At first, the chances of finding Richard III seemed remote. History records his burial in the choir of the Greyfriars' church, but the plan of the building was unknown, the whole area has been disturbed many times by later buildings, and there are still buildings on part of the site, so whether the choir could be identified and excavated was down to luck. Moreover, there was a long-standing story that Richard III's bones had been thrown into the river by local people when the religious houses were dissolved at the Reformation.
We now know that there was no truth in that story and that by sheer chance the choir area of the Greyfriars church was never built over.
So what has been announced today? How do we know that his bones have been found?
1. The excavation has confirmed the layout of the church and that the bones found on 25 August were in the choir
2. Radio carbon dating have provided a date of 1455-1540, consistent with death in 1485
3. The bones are those of a very slender man aged between late 20s and late 30s. Richard III was 32 when he died
4. The body was buried without clothing, shroud or coffin, which accords with historical accounts of Richard III's burial
5. As already announced, the man has scoliosis (severe curvature) of the spine.
6. The man died from two wounds to his head, either of which would have been fatal, both consistent with death in battle after loss of a helmet, a slice having been taken off the head consistent with an injury from a bladed weapon such as a halberd and the other caused by a weapon penetrating the skull to a depth of 10.5 cm. The penetrating wound would have caused almost immediate loss of consciousness and possibly instant death.

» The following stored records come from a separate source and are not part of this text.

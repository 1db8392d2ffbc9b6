//! Credit packages and purchase records
//!
//! `checkout_session_id` is the idempotency key for a purchase. Transitions
//! are status-scoped so that when several callers race on the same session,
//! exactly one write takes effect and the rest observe it on re-read.

use async_trait::async_trait;
use coachledger_shared::{OwnerRef, PurchaseStatus};
use serde::Serialize;
use sqlx::PgPool;
use time::OffsetDateTime;
use uuid::Uuid;

use crate::error::{BillingError, BillingResult};

/// A purchasable bundle of credits
#[derive(Debug, Clone, Serialize, sqlx::FromRow)]
pub struct CreditPackage {
    pub id: Uuid,
    pub name: String,
    pub credits: i64,
    pub price_minor_units: i64,
    pub currency: String,
    pub validity_months: Option<i32>,
    pub feature_key: Option<String>,
    pub is_active: bool,
}

impl CreditPackage {
    /// Validity in months if the package sets a usable one
    pub fn validity(&self) -> Option<u32> {
        self.validity_months
            .and_then(|m| u32::try_from(m).ok())
            .filter(|m| *m > 0)
    }
}

#[derive(Debug, Clone, Serialize)]
pub struct PurchaseRecord {
    pub id: Uuid,
    pub owner: OwnerRef,
    pub purchaser_user_id: Uuid,
    pub package_id: Uuid,
    pub credits_purchased: i64,
    pub amount_minor_units: i64,
    pub currency: String,
    pub checkout_session_id: String,
    pub payment_intent_id: Option<String>,
    pub expires_at: Option<OffsetDateTime>,
    pub status: PurchaseStatus,
    pub completed_at: Option<OffsetDateTime>,
    pub created_at: OffsetDateTime,
}

impl PurchaseRecord {
    pub fn is_completed(&self) -> bool {
        self.status == PurchaseStatus::Completed
    }
}

/// Fields supplied when a purchase row is first written
#[derive(Debug, Clone)]
pub struct NewPurchase {
    pub owner: OwnerRef,
    pub purchaser_user_id: Uuid,
    pub package_id: Uuid,
    pub credits_purchased: i64,
    pub amount_minor_units: i64,
    pub currency: String,
    pub checkout_session_id: String,
    pub payment_intent_id: Option<String>,
    pub expires_at: Option<OffsetDateTime>,
}

impl NewPurchase {
    pub fn validate(&self) -> BillingResult<()> {
        if self.checkout_session_id.trim().is_empty() {
            return Err(BillingError::InvalidInput(
                "checkout_session_id is required".to_string(),
            ));
        }
        if self.credits_purchased <= 0 {
            return Err(BillingError::InvalidInput(format!(
                "credits_purchased must be positive, got {}",
                self.credits_purchased
            )));
        }
        Ok(())
    }

    pub(crate) fn into_record(
        self,
        id: Uuid,
        status: PurchaseStatus,
        now: OffsetDateTime,
    ) -> PurchaseRecord {
        PurchaseRecord {
            id,
            owner: self.owner,
            purchaser_user_id: self.purchaser_user_id,
            package_id: self.package_id,
            credits_purchased: self.credits_purchased,
            amount_minor_units: self.amount_minor_units,
            currency: self.currency,
            checkout_session_id: self.checkout_session_id,
            payment_intent_id: self.payment_intent_id,
            expires_at: self.expires_at,
            status,
            completed_at: (status == PurchaseStatus::Completed).then_some(now),
            created_at: now,
        }
    }
}

#[async_trait]
pub trait PurchaseStore: Send + Sync {
    async fn find_package(&self, package_id: Uuid) -> BillingResult<Option<CreditPackage>>;

    async fn find_by_session(&self, session_id: &str) -> BillingResult<Option<PurchaseRecord>>;

    /// Record a pending purchase, or return the row already holding the session
    async fn create_pending(&self, purchase: NewPurchase) -> BillingResult<PurchaseRecord>;

    /// Move a pending row to completed. `None` when no pending row was there to move.
    async fn complete_pending(
        &self,
        session_id: &str,
        payment_intent_id: Option<&str>,
        now: OffsetDateTime,
    ) -> BillingResult<Option<PurchaseRecord>>;

    /// Insert directly as completed. `None` when another writer already holds the session.
    async fn insert_completed(
        &self,
        purchase: NewPurchase,
        now: OffsetDateTime,
    ) -> BillingResult<Option<PurchaseRecord>>;
}

#[derive(Debug, sqlx::FromRow)]
struct PurchaseRow {
    id: Uuid,
    owner_type: String,
    owner_id: Uuid,
    purchaser_user_id: Uuid,
    package_id: Uuid,
    credits_purchased: i64,
    amount_minor_units: i64,
    currency: String,
    checkout_session_id: String,
    payment_intent_id: Option<String>,
    expires_at: Option<OffsetDateTime>,
    status: String,
    completed_at: Option<OffsetDateTime>,
    created_at: OffsetDateTime,
}

impl TryFrom<PurchaseRow> for PurchaseRecord {
    type Error = BillingError;

    fn try_from(row: PurchaseRow) -> Result<Self, Self::Error> {
        Ok(PurchaseRecord {
            id: row.id,
            owner: OwnerRef {
                owner_type: row.owner_type.parse()?,
                owner_id: row.owner_id,
            },
            purchaser_user_id: row.purchaser_user_id,
            package_id: row.package_id,
            credits_purchased: row.credits_purchased,
            amount_minor_units: row.amount_minor_units,
            currency: row.currency,
            checkout_session_id: row.checkout_session_id,
            payment_intent_id: row.payment_intent_id,
            expires_at: row.expires_at,
            status: row.status.parse()?,
            completed_at: row.completed_at,
            created_at: row.created_at,
        })
    }
}

const PURCHASE_COLUMNS: &str = "id, owner_type, owner_id, purchaser_user_id, package_id, \
     credits_purchased, amount_minor_units, currency, checkout_session_id, payment_intent_id, \
     expires_at, status, completed_at, created_at";

#[derive(Clone)]
pub struct PgPurchaseStore {
    pool: PgPool,
}

impl PgPurchaseStore {
    pub fn new(pool: PgPool) -> Self {
        Self { pool }
    }

    async fn insert(
        &self,
        purchase: &NewPurchase,
        status: PurchaseStatus,
        now: OffsetDateTime,
    ) -> BillingResult<Option<PurchaseRecord>> {
        let completed_at = (status == PurchaseStatus::Completed).then_some(now);

        let row: Option<PurchaseRow> = sqlx::query_as(&format!(
            r#"
            INSERT INTO credit_purchases (
                owner_type, owner_id, purchaser_user_id, package_id, credits_purchased,
                amount_minor_units, currency, checkout_session_id, payment_intent_id,
                expires_at, status, completed_at
            )
            VALUES ($1, $2, $3, $4, $5, $6, $7, $8, $9, $10, $11, $12)
            ON CONFLICT (checkout_session_id) DO NOTHING
            RETURNING {PURCHASE_COLUMNS}
            "#
        ))
        .bind(purchase.owner.owner_type.as_str())
        .bind(purchase.owner.owner_id)
        .bind(purchase.purchaser_user_id)
        .bind(purchase.package_id)
        .bind(purchase.credits_purchased)
        .bind(purchase.amount_minor_units)
        .bind(&purchase.currency)
        .bind(&purchase.checkout_session_id)
        .bind(&purchase.payment_intent_id)
        .bind(purchase.expires_at)
        .bind(status.as_str())
        .bind(completed_at)
        .fetch_optional(&self.pool)
        .await?;

        row.map(PurchaseRecord::try_from).transpose()
    }
}

#[async_trait]
impl PurchaseStore for PgPurchaseStore {
    async fn find_package(&self, package_id: Uuid) -> BillingResult<Option<CreditPackage>> {
        let package = sqlx::query_as::<_, CreditPackage>(
            r#"
            SELECT id, name, credits, price_minor_units, currency, validity_months,
                   feature_key, is_active
            FROM credit_packages
            WHERE id = $1
            "#,
        )
        .bind(package_id)
        .fetch_optional(&self.pool)
        .await?;

        Ok(package)
    }

    async fn find_by_session(&self, session_id: &str) -> BillingResult<Option<PurchaseRecord>> {
        let row: Option<PurchaseRow> = sqlx::query_as(&format!(
            "SELECT {PURCHASE_COLUMNS} FROM credit_purchases WHERE checkout_session_id = $1"
        ))
        .bind(session_id)
        .fetch_optional(&self.pool)
        .await?;

        row.map(PurchaseRecord::try_from).transpose()
    }

    async fn create_pending(&self, purchase: NewPurchase) -> BillingResult<PurchaseRecord> {
        purchase.validate()?;

        if let Some(record) = self
            .insert(&purchase, PurchaseStatus::Pending, OffsetDateTime::now_utc())
            .await?
        {
            return Ok(record);
        }

        self.find_by_session(&purchase.checkout_session_id)
            .await?
            .ok_or_else(|| {
                BillingError::Internal(format!(
                    "Purchase for session {} vanished after conflict",
                    purchase.checkout_session_id
                ))
            })
    }

    async fn complete_pending(
        &self,
        session_id: &str,
        payment_intent_id: Option<&str>,
        now: OffsetDateTime,
    ) -> BillingResult<Option<PurchaseRecord>> {
        let row: Option<PurchaseRow> = sqlx::query_as(&format!(
            r#"
            UPDATE credit_purchases
            SET status = 'completed',
                completed_at = $2,
                payment_intent_id = COALESCE($3, payment_intent_id)
            WHERE checkout_session_id = $1
              AND status = 'pending'
            RETURNING {PURCHASE_COLUMNS}
            "#
        ))
        .bind(session_id)
        .bind(now)
        .bind(payment_intent_id)
        .fetch_optional(&self.pool)
        .await?;

        row.map(PurchaseRecord::try_from).transpose()
    }

    async fn insert_completed(
        &self,
        purchase: NewPurchase,
        now: OffsetDateTime,
    ) -> BillingResult<Option<PurchaseRecord>> {
        purchase.validate()?;
        self.insert(&purchase, PurchaseStatus::Completed, now).await
    }
}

7. Genealogical lines have been checked, and two descendants from the female lineage of Richard III have been identified and their DNA taken
8. DNA was recovered from the body, is consistent with it being male and the mitochondrial DNA of the body matches that of the two descendants of the Plantagenet line.
The man was not a 'hunchback' and did not have a withered arm
9. Unlike other local skeletons of this period the arms were crossed at the wrists, suggesting that the hands of this individual had been tied at the wrists.
10. There were 8 other peri-mortem injuries to the skeleton, including two to the body which could not have been inflicted to a person wearing armour. These wounds are consistent with ritual humiliation of a stripped body. Although there were wounds to the jaw and cheek, the face was damaged minimally, perhaps to prove to contemporaries that this was definitely the body of their former king.
11. The piece of metal found in the spine which was mentioned at the first press conference appears to be a Roman nail disturbed during the burial of the body
12. In accordance with the permission for exhumation given by the Ministry of Justice, the body will be re-interred in Leicester Cathedral, just over the road from where it was originally buried (in 1485 the Cathedral was St Martin's church, and Greyfriars was in the parish of St Martin's).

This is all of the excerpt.